The Times reports today that a Scottish woman was awarded £100,000 by a Scottish court, in a case where she alleged that she had been sexually abused by two men in a hotel.
The BBC also carries a report on the case.
This is described as the first case of its kind in Scotland. Her solicitor was Mr Cameron Fyfe, who is well known in Scotland for championing the rights of victims of sexual and physical abuse. She was also helped by Rape Crisis Scotland.
Civil claims for rape in England and Wales have quite a long history.
In Griffiths v Williams Unreported Court of Appeal 21st November 1995 a 32 year old female Claimant was raped by her landlord followed by harassment. The Court of Appeal confirmed a total award of £50,000 including aggravated damages.
In Lawson v Glaves-Smith  EWHC 2865 (QB) a 34 year old female suffered multiple sexual assaults and false imprisonment at the hands of the deceased.

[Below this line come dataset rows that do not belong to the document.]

//! Common components used across agent types.

use std::collections::VecDeque;

use hamlet_logic::vector::Vec2;
use serde::{Deserialize, Serialize};

/// World-space position of an entity.
#[derive(Debug, Clone, Copy, Default, Serialize, Deserialize, PartialEq)]
pub struct Position(pub Vec2);

impl Position {
    pub fn new(x: f32, y: f32) -> Self {
        Self(Vec2::new(x, y))
    }
}

/// Velocity/acceleration state for steered agents.
#[derive(Debug, Clone, Copy, Default, Serialize, Deserialize, PartialEq)]
pub struct Motion {
    pub velocity: Vec2,
    /// Steering forces accumulated this tick; cleared after integration.
    pub acceleration: Vec2,
    pub max_speed: f32,
    pub max_force: f32,
}

impl Motion {
    pub fn new(max_speed: f32, max_force: f32) -> Self {
        Self {
            velocity: Vec2::ZERO,
            acceleration: Vec2::ZERO,
            max_speed,
            max_force,
        }
    }

    pub fn speed(&self) -> f32 {
        self.velocity.length()
    }

    pub fn apply_force(&mut self, force: Vec2) {
        self.acceleration += force;
    }

    /// Zero velocity and any pending forces.
    pub fn halt(&mut self) {
        self.velocity = Vec2::ZERO;
        self.acceleration = Vec2::ZERO;
    }
}

/// Bounded movement history for trail rendering (oldest first).
#[derive(Debug, Clone, Default, Serialize, Deserialize, PartialEq)]
pub struct Trail {
    points: VecDeque<Vec2>,
    capacity: usize,
}

impl Trail {
    pub fn new(capacity: usize) -> Self {
        Self {
            points: VecDeque::with_capacity(capacity),
            capacity,
        }
    }

    /// Append a point, dropping the oldest on overflow.
    pub fn push(&mut self, point: Vec2) {
        if self.capacity == 0 {
            return;
        }
        if self.points.len() == self.capacity {
            self.points.pop_front();
        }
        self.points.push_back(point);
    }

    pub fn len(&self) -> usize {
        self.points.len()
    }

    pub fn is_empty(&self) -> bool {
        self.points.is_empty()
    }

    pub fn capacity(&self) -> usize {
        self.capacity
    }

    pub fn latest(&self) -> Option<Vec2> {
        self.points.back().copied()
    }

    pub fn iter(&self) -> impl Iterator<Item = &Vec2> {
        self.points.iter()
    }
}

/// Fixed-interval scheduler: fires once every `interval` calls to [`Cadence::tick`].
///
/// Replaces `frame % n == 0` gating so each agent can run on its own phase.
#[derive(Debug, Clone, Copy, Serialize, Deserialize, PartialEq, Eq)]
pub struct Cadence {
    pub interval: u32,
    /// Ticks left until the next firing.
    pub countdown: u32,
}

impl Cadence {
    /// Fires on the very first tick, then every `interval` ticks.
    pub fn new(interval: u32) -> Self {
        Self::with_phase(interval, 0)
    }

    /// Fires after `phase` ticks, then every `interval` ticks.
    pub fn with_phase(interval: u32, phase: u32) -> Self {
        let interval = interval.max(1);
        Self {
            interval,
            countdown: phase % interval,
        }
    }

    pub fn tick(&mut self) -> bool {
        if self.countdown == 0 {
            self.countdown = self.interval - 1;
            true
        } else {
            self.countdown -= 1;
            false
        }
    }
}

/// Spawn order, used to update agents in a fixed sequence.
#[derive(Debug, Clone, Copy, Default, Serialize, Deserialize, PartialEq, Eq, PartialOrd, Ord, Hash)]
pub struct Serial(pub u64);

She received £78,500 for general damages, and around a further £140,000 for loss of earnings and a business.
The case of A v Hoare  UKHL 6 then made it a great deal easier for victims of sexual assault to sue their abusers direct, by giving the court the power to waive the limitation period under the Limitation Act 1980. This made possible a whole raft claims made directly against abusers, which would have been impossible beforehand.
Scotland has a different a different limitation Act, namely the Prescription and Limitation (Scotland) Act 1973 as amended by the same Act in 1984. Scottish courts have the power to override limitation, but have proved less willing to do in child abuse cases.

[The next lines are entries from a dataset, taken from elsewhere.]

//! Pure simulation logic for Hamlet.
//!
//! This crate contains all world logic that is independent of the ECS,
//! the renderer, or any input layer. Functions take plain data and return
//! results, making them unit-testable and usable from the engine crate,
//! the headless harness, or any future front-end.
//!
//! # Module Overview
//!
//! | Module | Purpose |
//! |--------|---------|
//! | [`constants`] | Tuning constants for needs, steering, resources, foraging |
//! | [`forage`] | Organism step choice over the 8-neighborhood (weighted, with memory) |
//! | [`steering`] | Seek/arrive, wander, boundary avoidance, velocity integration |
//! | [`terrain`] | Multi-octave noise terrain, resource density, coastline smoothing |
//! | [`utility`] | Motivation scoring and hysteresis-based behavior selection |
//! | [`vector`] | 2D vector math shared by every mobile agent |

pub mod constants;
pub mod forage;
pub mod steering;
pub mod terrain;
pub mod utility;
pub mod vector;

There is now a Limitation (Childhood Abuse)(Scotland) Bill before the Scottish Parliament, which will remove the limitation barrier.
In the case just reported, the judge accepted that the "defendants took advantage of the pursuer when she was vulnerable through an excessive intake of alcohol, and, because her cognitive functioning and decision making processes were so impaired was incapable to giving meaningful consent...."
The pursuer (or Claimant as she would be known in England) also made use of section 14(2) of the Sexual Offences (Scotland) Act 2009. This says that "A person is incapable, while asleep or unconscious, of consenting to any conduct".
England and Wales have their own version of that Act. Section 74 of the Sexual Offences Act 2003 states that a "person consents if he agrees by choice, and has the freedom and capacity to make that choice.".
There are then evidential and conclusive presumptions about consent in Sections 75 and 76. One of the circumstances in which there will be no consent is where "the complainant was asleep or otherwise unconscious at the time of the relevant act."
Consequently, the two sets of laws are very similar.
The case also demonstrates the power of a civil court to give a judgment, even though there has been no criminal prosecution as happened in this case.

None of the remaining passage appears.